7. Kompozycja farmaceutyczna do wywoływania zróżnicowanego wpływu na populacje limfocytów, zwłaszcza do leczenia lub zapobiegania chorobie lub chorobom takim jak choroba autoimmunologiczna, białaczka typu T-komórkowego, odrzut przeszczepu, reakcja przeszczepu przeciw gospodarzowi (GVHD) lub szczepienia ssaka, zawierająca substancję aktywną i farmaceutycznie dopuszczalny nośnik lub rozcieńczalnik, znamienna tym, że jako substancję aktywną zawiera czynnik będący działającym in vivo immunomodulatorem, posiadającym właściwości immunogenne wywierające wpływ na wydarzenia sygnalizacji wewnątrzkomórkowej, w których pośredniczy GM-1, wybrany z grupy obejmującej Etx, Ctx, podjednostkę B Etx, podjednostkę B Ctx, przeciwciała i ich pochodne, przy czym, gdy kompozycja zawiera również, i/lub jest podawana łącznie z determinantą antygenową, czynnik i determinanta antygenowa stanowią oddzielne czynniki aktywne.
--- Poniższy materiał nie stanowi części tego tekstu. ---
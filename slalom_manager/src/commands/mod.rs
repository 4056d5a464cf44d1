pub mod config;
pub mod finale;
pub mod run;
pub mod scan;
impl<R: TopicRepository> WorkflowService<R> {
    pub fn new(repository: R) -> Self {
        Self { repository }
    }

    fn ledger(&self) -> AuditLedger<'_, R> {
        AuditLedger::new(&self.repository)
    }

    pub async fn create(&self, data: NewTopic, actor: &Actor) -> Result<Topic, WorkflowError> {
        let now = Utc::now();
        let is_draft = data.is_draft;
        let topic = data.into_topic(actor, now)?;

        let initial_event = (!is_draft)
            .then(|| ApprovalEvent::record(topic.id, actor, ApprovalAction::Submit, None, now));

        let topic = self
            .repository
            .insert(topic, initial_event)
            .await
            .map_err(|err| WorkflowError::storage("failed to store topic", err))?;

        tracing::info!(
            topic_id = %topic.id,
            actor_id = %actor.id,
            status = %topic.status,
            "topic created"
        );
        Ok(topic)
    }

    pub async fn list(&self, query: TopicQuery) -> Result<Vec<Topic>, WorkflowError> {
        self.repository
            .find(query)
            .await
            .map_err(|err| WorkflowError::storage("failed to list topics", err))
    }

    pub async fn get(&self, id: TopicId) -> Result<TopicDetails, WorkflowError> {
        let topic = self.load(id).await?;
        self.with_history(topic).await
    }

    pub async fn history(&self, id: TopicId) -> Result<Vec<ApprovalEvent>, WorkflowError> {
        self.load(id).await?;
        self.ledger().list_for(id).await
    }

    pub async fn update(
        &self,
        id: TopicId,
        patch: TopicPatch,
        actor: &Actor,
    ) -> Result<Topic, WorkflowError> {
        let topic = self.load(id).await?;
        guard::can_edit(actor, &topic).inspect_err(|err| denied(id, actor, err))?;

        let patched = patch.apply_to(&topic, Utc::now())?;
        let updated = match self.repository.update_content(patched, topic.status).await {
            Ok(updated) => updated,
            Err(err) => {
                return Err(self
                    .lost_race(id, err, |status| WorkflowError::InvalidStateForOperation {
                        operation: Operation::Edit,
                        status,
                    })
                    .await);
            }
        };

        tracing::info!(topic_id = %id, actor_id = %actor.id, "topic updated");
        Ok(updated)
    }

    pub async fn delete(&self, id: TopicId, actor: &Actor) -> Result<(), WorkflowError> {
        let topic = self.load(id).await?;
        guard::can_delete(actor, &topic).inspect_err(|err| denied(id, actor, err))?;

        if let Err(err) = self.repository.delete(id, TopicStatus::Draft).await {
            return Err(self
                .lost_race(id, err, |status| WorkflowError::InvalidStateForOperation {
                    operation: Operation::Delete,
                    status,
                })
                .await);
        }

        tracing::info!(topic_id = %id, actor_id = %actor.id, "topic deleted");
        Ok(())
    }

    pub async fn submit(&self, id: TopicId, actor: &Actor) -> Result<Topic, WorkflowError> {
        let details = self.fire(id, actor, Trigger::Submit, None).await?;
        Ok(details.topic)
    }

    pub async fn approve(
        &self,
        id: TopicId,
        actor: &Actor,
        comment: Option<String>,
    ) -> Result<TopicDetails, WorkflowError> {
        self.fire(id, actor, Trigger::Approve, comment).await
    }

    pub async fn reject(
        &self,
        id: TopicId,
        actor: &Actor,
        comment: Option<String>,
    ) -> Result<TopicDetails, WorkflowError> {
        self.fire(id, actor, Trigger::Reject, comment).await
    }

    pub async fn request_revision(
        &self,
        id: TopicId,
        actor: &Actor,
        comment: Option<String>,
    ) -> Result<TopicDetails, WorkflowError> {
        self.fire(id, actor, Trigger::RequestRevision, comment).await
    }

    /// Adds a remark to the ledger without moving the topic
    pub async fn comment(
        &self,
        id: TopicId,
        actor: &Actor,
        comment: String,
    ) -> Result<ApprovalEvent, WorkflowError> {
        let topic = self.load(id).await?;
        guard::can_comment(actor, &topic, Some(&comment)).inspect_err(|err| denied(id, actor, err))?;

        let history = self.ledger().list_for(id).await?;
        let at = stamp_after(&history, topic.updated_at, Utc::now());
        let event = self
            .ledger()
            .append(id, actor, ApprovalAction::Comment, Some(comment.trim().to_string()), at)
            .await?;

        tracing::info!(topic_id = %id, actor_id = %actor.id, "comment recorded");
        Ok(event)
    }

    pub async fn stats(&self, now: DateTime<Utc>) -> Result<TopicStats, WorkflowError> {
        let counts = stats::gather(&self.repository, now)
            .await
            .map_err(|err| WorkflowError::storage("failed to count topics", err))?;
        Ok(counts.into_stats(now))
    }

    /// Runs one transition and returns the ledger read before the write plus
    /// the new event.
    async fn fire(
        &self,
        id: TopicId,
        actor: &Actor,
        trigger: Trigger,
        comment: Option<String>,
    ) -> Result<TopicDetails, WorkflowError> {
        let topic = self.load(id).await?;

        let allowed = match trigger {
            Trigger::Submit => guard::can_submit(actor, &topic),
            _ => guard::can_review(actor, &topic, trigger, comment.as_deref()),
        };
        allowed.inspect_err(|err| denied(id, actor, err))?;

        let comment = comment
            .map(|c| c.trim().to_string())
            .filter(|c| !c.is_empty());
        let mut history = self.ledger().list_for(id).await?;
        let now = stamp_after(&history, topic.updated_at, Utc::now());
        let transition = lifecycle::apply(&topic, trigger, actor, comment, now)
            .inspect_err(|err| denied(id, actor, err))?;

        let from = transition.from;
        let event = transition.event.clone();
        let updated = match self
            .repository
            .transition(transition.topic, from, transition.event)
            .await
        {
            Ok(updated) => updated,
            Err(err) => {
                return Err(self
                    .lost_race(id, err, |status| WorkflowError::InvalidStateTransition {
                        from: status,
                        trigger,
                    })
                    .await);
            }
        };

        tracing::info!(
            topic_id = %id,
            actor_id = %actor.id,
            from = %from,
            to = %updated.status,
            terminal = updated.status.is_terminal(),
            "topic transitioned"
        );
        history.push(event);
        Ok(TopicDetails {
            topic: updated,
            approval_history: history,
        })
    }

    async fn load(&self, id: TopicId) -> Result<Topic, WorkflowError> {
        self.repository
            .find_by_id(id)
            .await
            .map_err(|err| WorkflowError::storage("failed to load topic", err))?
            .ok_or(WorkflowError::NotFound(id))
    }

    async fn with_history(&self, topic: Topic) -> Result<TopicDetails, WorkflowError> {
        let approval_history = self.ledger().list_for(topic.id).await?;
        Ok(TopicDetails {
            topic,
            approval_history,
        })
    }

    /// Turns a failed conditional write into the error the caller would have
    /// seen had it read the topic after the competing change.
    async fn lost_race(
        &self,
        id: TopicId,
        err: RepositoryError,
        on_conflict: impl FnOnce(TopicStatus) -> WorkflowError,
    ) -> WorkflowError {
        match err {
            RepositoryError::NotFound => WorkflowError::NotFound(id),
            RepositoryError::Conflict => match self.load(id).await {
                Ok(current) => {
                    tracing::warn!(topic_id = %id, status = %current.status, "concurrent change won");
                    on_conflict(current.status)
                }
                Err(err) => err,
            },
            err @ RepositoryError::DatabaseError(_) => {
                WorkflowError::storage("failed to write topic", err)
            }
        }
    }
}

fn denied(id: TopicId, actor: &Actor, err: &WorkflowError) {
    tracing::warn!(topic_id = %id, actor_id = %actor.id, role = %actor.role, "{}", err);
}
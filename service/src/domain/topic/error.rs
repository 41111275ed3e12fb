use crate::domain::{
    guard::Operation,
    repository::RepositoryError,
    topic::{TopicId, TopicStatus, lifecycle::Trigger},
};

/// Failures of the workflow operations.
///
/// Nothing here is retried or downgraded: callers see every kind as-is.
#[derive(Debug, thiserror::Error)]
pub enum WorkflowError {
    #[error("topic {0} not found")]
    NotFound(TopicId),

    #[error("{0}")]
    Unauthorized(String),

    #[error("cannot {trigger} a topic that is {from}")]
    InvalidStateTransition { from: TopicStatus, trigger: Trigger },

    #[error("cannot {operation} a topic that is {status}")]
    InvalidStateForOperation {
        operation: Operation,
        status: TopicStatus,
    },

    #[error("{0}")]
    ValidationError(String),

    #[error("storage failure: {0}")]
    StorageError(String),
}

impl WorkflowError {
    /// Wraps a store failure with the operation it interrupted.
    ///
    /// `Conflict` and `NotFound` are resolved by the caller, which knows the
    /// status it expected; anything reaching here is a storage problem.
    pub fn storage(ctx: &str, err: RepositoryError) -> Self {
        WorkflowError::StorageError(format!("{}: {}", ctx, err))
    }
}
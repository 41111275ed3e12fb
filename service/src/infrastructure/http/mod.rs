use std::time::Duration;

use anyhow::Context;
use axum::Router;
use axum::http::StatusCode;
use axum::routing::{get, post};
use axum_prometheus::PrometheusMetricLayer;
use tokio::net;
use tower_http::timeout::TimeoutLayer;

use crate::domain::AppState;
use crate::infrastructure::http::handlers::health_check;
use crate::infrastructure::http::handlers::topics::{
    approve_topic, comment_on_topic, create_topic, delete_topic, find_topic_by_id, list_topics,
    my_topics, reject_topic, request_revision, submit_topic, topic_history, topic_stats,
    update_topic,
};

mod actor;
mod api;
mod handlers;
mod querystring;

/// Configuration for the HTTP server.
#[derive(Debug, Clone, PartialEq, Eq)]
pub struct HttpServerConfig<'a> {
    pub port: &'a str,
    pub request_timeout: Duration,
}

/// The application's HTTP server. The underlying HTTP package is opaque to module consumers.
pub struct HttpServer {
    router: axum::Router,
    listener: net::TcpListener,
}

impl HttpServer {
    /// Returns a new HTTP server bound to the port specified in `config`.
    pub async fn new(state: impl AppState, config: HttpServerConfig<'_>) -> anyhow::Result<Self> {
        // see: https://github.com/metrics-rs/metrics
        // see: https://github.com/Ptrskay3/axum-prometheus
        let (prometheus_layer, metric_handle) = PrometheusMetricLayer::pair();

        let router = router(state, config.request_timeout)
            .route("/metrics", get(|| async move { metric_handle.render() }))
            .layer(prometheus_layer);

        let listener = net::TcpListener::bind(format!("0.0.0.0:{}", config.port))
            .await
            .with_context(|| format!("failed to listen on {}", config.port))?;

        Ok(Self { router, listener })
    }

    /// Runs the HTTP server.
    pub async fn run(self) -> anyhow::Result<()> {
        let address = self
            .listener
            .local_addr()
            .context("failed to read listener address")?;
        tracing::info!("listening on {}", address);

        axum::serve(self.listener, self.router)
            .await
            .context("received error from running server")?;
        Ok(())
    }
}

/// Health check plus the `/api` routes, traced and bounded by `request_timeout`
fn router<S: AppState>(state: S, request_timeout: Duration) -> Router {
    let trace_layer = tower_http::trace::TraceLayer::new_for_http().make_span_with(
        |request: &axum::extract::Request<_>| {
            let uri = request.uri().to_string();
            tracing::info_span!("http_request", method = ?request.method(), uri)
        },
    );

    Router::new()
        .route("/health", get(health_check))
        .nest("/api", api_routes())
        .layer(timeout_layer(request_timeout))
        .layer(trace_layer)
        .with_state(state)
}

/// Requests running past `request_timeout` are answered with 408
fn timeout_layer(request_timeout: Duration) -> TimeoutLayer {
    TimeoutLayer::with_status_code(StatusCode::REQUEST_TIMEOUT, request_timeout)
}

fn api_routes<S: AppState>() -> Router<S> {
    Router::new()
        .route("/topics", get(list_topics::<S>).post(create_topic::<S>))
        .route("/topics/my", get(my_topics::<S>))
        .route("/topics/stats", get(topic_stats::<S>))
        .route(
            "/topics/{id}",
            get(find_topic_by_id::<S>)
                .put(update_topic::<S>)
                .delete(delete_topic::<S>),
        )
        .route("/topics/{id}/history", get(topic_history::<S>))
        .route("/topics/{id}/submit", post(submit_topic::<S>))
        .route("/topics/{id}/approve", post(approve_topic::<S>))
        .route("/topics/{id}/reject", post(reject_topic::<S>))
        .route("/topics/{id}/request-revision", post(request_revision::<S>))
        .route("/topics/{id}/comment", post(comment_on_topic::<S>))
}
use std::fmt;

use crate::{
    ACTION_FIELD_NAME, APPROVAL_ACTIONS, APPROVAL_EVENTS_TABLE, APPROVER_FIELD_NAME,
    ATTACHMENTS_FIELD_NAME, CATEGORY_FIELD_NAME, COMMENT_FIELD_NAME, CONTENT_TYPE_FIELD_NAME,
    CREATED_BY_FIELD_NAME, CREATED_BY_NAME_FIELD_NAME, CREATED_FIELD_NAME, DEADLINE_FIELD_NAME,
    DEPARTMENT_ID_FIELD_NAME, DEPARTMENT_NAME_FIELD_NAME, ESTIMATED_DAYS_FIELD_NAME,
    ID_FIELD_NAME, LEVEL_FIELD_NAME, OUTLINE_FIELD_NAME, SEQUENCE_FIELD_NAME,
    START_DATE_FIELD_NAME, STATUS_FIELD_NAME, TEAM_MEMBERS_FIELD_NAME, TITLE_FIELD_NAME,
    TOPIC_ID_FIELD_NAME, TOPIC_STATUSES, TOPICS_TABLE, UPDATED_FIELD_NAME, USER_ID_FIELD_NAME,
    USER_NAME_FIELD_NAME, USER_ROLE_FIELD_NAME,
};

/// Represents table in a database, used for ddl generation
#[derive(Debug)]
pub struct Table {
    pub name: String,
    pub columns: Vec<Column>,
    pub foreign_keys: Vec<ForeignKeyConstraint>,
    pub indexes: Vec<Index>,
}

/// Represents one column in the database table
#[derive(Debug)]
pub struct Column {
    pub name: String,
    pub column_type: ColumnType,
    pub column_length: Option<usize>,
    pub not_null: bool,
    pub unique: bool,
    pub primary_key: bool,
    pub default_value: Option<String>,
    /// Allowed literal values, rendered as a CHECK constraint
    pub allowed_values: Option<Vec<String>>,
}

/// Represents Column types
#[derive(Debug, Clone, Copy, PartialEq, Eq)]
pub enum ColumnType {
    BigSerial,
    Uuid,
    Text,
    Varchar,
    Integer,
    Date,
    TimestampTZ,
    Jsonb,
}

impl fmt::Display for ColumnType {
    fn fmt(&self, f: &mut fmt::Formatter<'_>) -> fmt::Result {
        let name = match self {
            ColumnType::BigSerial => "BIGSERIAL",
            ColumnType::Uuid => "UUID",
            ColumnType::Text => "TEXT",
            ColumnType::Varchar => "VARCHAR",
            ColumnType::Integer => "INTEGER",
            ColumnType::Date => "DATE",
            ColumnType::TimestampTZ => "TIMESTAMPTZ",
            ColumnType::Jsonb => "JSONB",
        };
        f.write_str(name)
    }
}

/// Represents foreign key constraint in the database table
#[derive(Debug)]
pub struct ForeignKeyConstraint {
    pub table_name: String,
    pub column_name: String,
    pub referenced_table_name: String,
    pub referenced_column_name: String,
}

/// Represents an index in the database table
#[derive(Debug)]
pub struct Index {
    pub table_name: String,
    pub columns: Vec<String>,
    pub unique: bool,
}

impl Table {
    pub fn new(
        name: String,
        columns: Vec<Column>,
        foreign_keys: Vec<ForeignKeyConstraint>,
        indexes: Vec<Index>,
    ) -> Self {
        Self {
            name,
            columns,
            foreign_keys,
            indexes,
        }
    }
}

impl Column {
    pub fn new<T: Into<String>>(
        name: T,
        column_type: ColumnType,
        column_length: Option<usize>,
        not_null: bool,
        unique: bool,
        default_value: Option<T>,
    ) -> Self {
        Self {
            name: name.into(),
            column_type,
            column_length,
            not_null,
            unique,
            primary_key: false,
            default_value: default_value.map(T::into),
            allowed_values: None,
        }
    }

    pub fn primary_key<T: Into<String>>(name: T, column_type: ColumnType) -> Self {
        Self {
            name: name.into(),
            column_type,
            column_length: None,
            not_null: true,
            unique: false,
            primary_key: true,
            default_value: None,
            allowed_values: None,
        }
    }

    pub fn one_of(mut self, values: &[&str]) -> Self {
        self.allowed_values = Some(values.iter().map(|v| v.to_string()).collect());
        self
    }
}

impl ForeignKeyConstraint {
    pub fn new<T: Into<String>>(
        table_name: T,
        column_name: T,
        referenced_table_name: T,
        referenced_column_name: T,
    ) -> Self {
        Self {
            table_name: table_name.into(),
            column_name: column_name.into(),
            referenced_table_name: referenced_table_name.into(),
            referenced_column_name: referenced_column_name.into(),
        }
    }
}

impl Index {
    pub fn new<T: Into<String>>(table_name: T, columns: Vec<T>, unique: bool) -> Self {
        Self {
            table_name: table_name.into(),
            columns: columns.into_iter().map(T::into).collect(),
            unique,
        }
    }
}

/// Tables backing the record store, parents first.
pub fn workflow_tables() -> Vec<Table> {
    vec![topics_table(), approval_events_table()]
}

fn topics_table() -> Table {
    let columns = vec![
        Column::primary_key(ID_FIELD_NAME, ColumnType::Uuid),
        Column::new(TITLE_FIELD_NAME, ColumnType::Text, None, true, false, None),
        Column::new(OUTLINE_FIELD_NAME, ColumnType::Text, None, true, false, Some("''")),
        Column::new(CONTENT_TYPE_FIELD_NAME, ColumnType::Varchar, Some(16), true, false, None)
            .one_of(&["broadcast", "print", "digital", "social", "combo"]),
        Column::new(CATEGORY_FIELD_NAME, ColumnType::Text, None, true, false, Some("''")),
        Column::new(TEAM_MEMBERS_FIELD_NAME, ColumnType::Jsonb, None, true, false, Some("'[]'::jsonb")),
        Column::new(ATTACHMENTS_FIELD_NAME, ColumnType::Jsonb, None, true, false, Some("'[]'::jsonb")),
        Column::new(ESTIMATED_DAYS_FIELD_NAME, ColumnType::Integer, None, true, false, Some("1")),
        Column::new(START_DATE_FIELD_NAME, ColumnType::Date, None, false, false, None),
        Column::new(DEADLINE_FIELD_NAME, ColumnType::Date, None, false, false, None),
        Column::new(APPROVER_FIELD_NAME, ColumnType::Text, None, false, false, None),
        Column::new(CREATED_BY_FIELD_NAME, ColumnType::Text, None, true, false, None),
        Column::new(CREATED_BY_NAME_FIELD_NAME, ColumnType::Text, None, true, false, None),
        Column::new(DEPARTMENT_ID_FIELD_NAME, ColumnType::Text, None, false, false, None),
        Column::new(DEPARTMENT_NAME_FIELD_NAME, ColumnType::Text, None, false, false, None),
        Column::new(STATUS_FIELD_NAME, ColumnType::Varchar, Some(32), true, false, None)
            .one_of(&TOPIC_STATUSES),
        Column::new(CREATED_FIELD_NAME, ColumnType::TimestampTZ, None, true, false, Some("now()")),
        Column::new(UPDATED_FIELD_NAME, ColumnType::TimestampTZ, None, true, false, Some("now()")),
    ];

    let indexes = vec![
        Index::new(TOPICS_TABLE, vec![CREATED_BY_FIELD_NAME], false),
        Index::new(TOPICS_TABLE, vec![STATUS_FIELD_NAME], false),
        Index::new(TOPICS_TABLE, vec![CREATED_FIELD_NAME], false),
    ];

    Table::new(TOPICS_TABLE.to_string(), columns, Vec::new(), indexes)
}

fn approval_events_table() -> Table {
    let columns = vec![
        Column::primary_key(ID_FIELD_NAME, ColumnType::Uuid),
        Column::new(SEQUENCE_FIELD_NAME, ColumnType::BigSerial, None, true, true, None),
        Column::new(TOPIC_ID_FIELD_NAME, ColumnType::Uuid, None, true, false, None),
        Column::new(USER_ID_FIELD_NAME, ColumnType::Text, None, true, false, None),
        Column::new(USER_NAME_FIELD_NAME, ColumnType::Text, None, true, false, None),
        Column::new(USER_ROLE_FIELD_NAME, ColumnType::Varchar, Some(16), true, false, None),
        Column::new(ACTION_FIELD_NAME, ColumnType::Varchar, Some(32), true, false, None)
            .one_of(&APPROVAL_ACTIONS),
        Column::new(LEVEL_FIELD_NAME, ColumnType::Integer, None, false, false, None),
        Column::new(COMMENT_FIELD_NAME, ColumnType::Text, None, false, false, None),
        Column::new(CREATED_FIELD_NAME, ColumnType::TimestampTZ, None, true, false, Some("now()")),
    ];

    // drafts never carry events, so the cascade can only fire on event-free topics
    let foreign_keys = vec![ForeignKeyConstraint::new(
        APPROVAL_EVENTS_TABLE,
        TOPIC_ID_FIELD_NAME,
        TOPICS_TABLE,
        ID_FIELD_NAME,
    )];

    let indexes = vec![Index::new(
        APPROVAL_EVENTS_TABLE,
        vec![TOPIC_ID_FIELD_NAME, CREATED_FIELD_NAME],
        false,
    )];

    Table::new(APPROVAL_EVENTS_TABLE.to_string(), columns, foreign_keys, indexes)
}

#[cfg(test)]
mod tests {
    use super::*;

    #[test]
    fn topics_come_before_their_events() {
        let tables = workflow_tables();
        let names: Vec<_> = tables.iter().map(|t| t.name.as_str()).collect();
        assert_eq!(names, vec![TOPICS_TABLE, APPROVAL_EVENTS_TABLE]);
    }

    #[test]
    fn status_column_only_accepts_known_statuses() {
        let topics = topics_table();
        let status = topics
            .columns
            .iter()
            .find(|c| c.name == STATUS_FIELD_NAME)
            .unwrap();
        assert!(status.not_null);
        assert_eq!(status.allowed_values.as_ref().unwrap().len(), 5);
    }

    #[test]
    fn events_reference_topics() {
        let events = approval_events_table();
        assert_eq!(events.foreign_keys.len(), 1);
        assert_eq!(events.foreign_keys[0].referenced_table_name, TOPICS_TABLE);
    }
}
8. Kompozycja według zastrz. 7, znamienna tym, że wpływ wywierany na wydarzenia sygnalizacji wewnątrzkomórkowej, w których pośredniczy GM-1, wywołany jest czynnikiem mającym aktywność wiązania GM-1.
9. Kompozycja według zastrz. 7 albo 8, znamienna tym, że determinantę antygenową stanowi antygen własny lub reagujący krzyżowo, alloantygen lub ksenoantygen.
10. Zastosowanie czynnika wybranego z grupy obejmującej Etx, Ctx, podjednostkę B Etx lub podjednostkę B Ctx do produkcji leku do modulowania odpowiedzi immunologicznej, znamienne tym, że gdy lek zawiera również, i/lub jest podawany łącznie z determinantą antygenową, czynnik i determinanta antygenowa stanowią oddzielne czynniki aktywne.
11. Zastosowanie czynnika wybranego z grupy obejmującej Etx, Ctx, podjednostkę B Etx, podjednostkę B Ctx, przeciwciała i ich pochodne, do produkcji leku do modulowania odpowiedzi immunologicznej, znamienne tym, że czynnik posiada aktywność wiązania GM-1,

187 266 przy czym, gdy lek zawiera również, i/lub jest podawany łącznie z determinantą antygenową, czynnik i determinanta antygenowa stanowią oddzielne czynniki aktywne.
12. Zestaw zawierający co najmniej dwie oddzielne kompozycje farmaceutyczne, znamienny tym, że zawiera co najmniej jedną kompozycję farmaceutyczną do wywoływania zróżnicowanego wpływu na populacje limfocytów, zwłaszcza do leczenia lub zapobiegania chorobie lub chorobom takim jak choroba autoimmunologiczna, białaczka typu T-komórkowego, odrzut przeszczepu, reakcja przeszczepu przeciw gospodarzowi (GVHD) lub szczepienia ssaka, zawierającą substancję aktywną i farmaceutycznie dopuszczalny nośnik lub rozcieńczalnik, i jako substancję aktywną zawierającą czynnik będący działającym in vivo immunomodulatorem, posiadającym właściwości immunogenne wywierające wpływ na wydarzenia sygnalizacji wewnątrzkomórkowej, w których pośredniczy GM-1, wybrany z grupy obejmującej Etx, Ctx, podjednostkę B Etx, podjednostkę B Ctx, przeciwciała i ich pochodne, przy czym, gdy kompozycja zawiera również, i/lub jest podawana łącznie z determinantą antygenową, czynnik i determinanta antygenowa stanowią oddzielne czynniki aktywne, oraz co najmniej jedną kompozycję zawierającą własną lub reagującą krzyżowo determinantę antygenową
13. Zestaw według zastrz. 12, znamienny tym, że wpływ wywierany na wydarzenia sygnalizacji wewnątrzkomórkowej, w których pośredniczy GM-1, wywołany jest czynnikiem mającym aktywność wiązania GM-1.
14. Zestaw według zastrz. 12 albo 13, znamienny tym, że determinantę antygenową stanowi antygen własny lub reagujący krzyżowo, alloantygen lub ksenoantygen.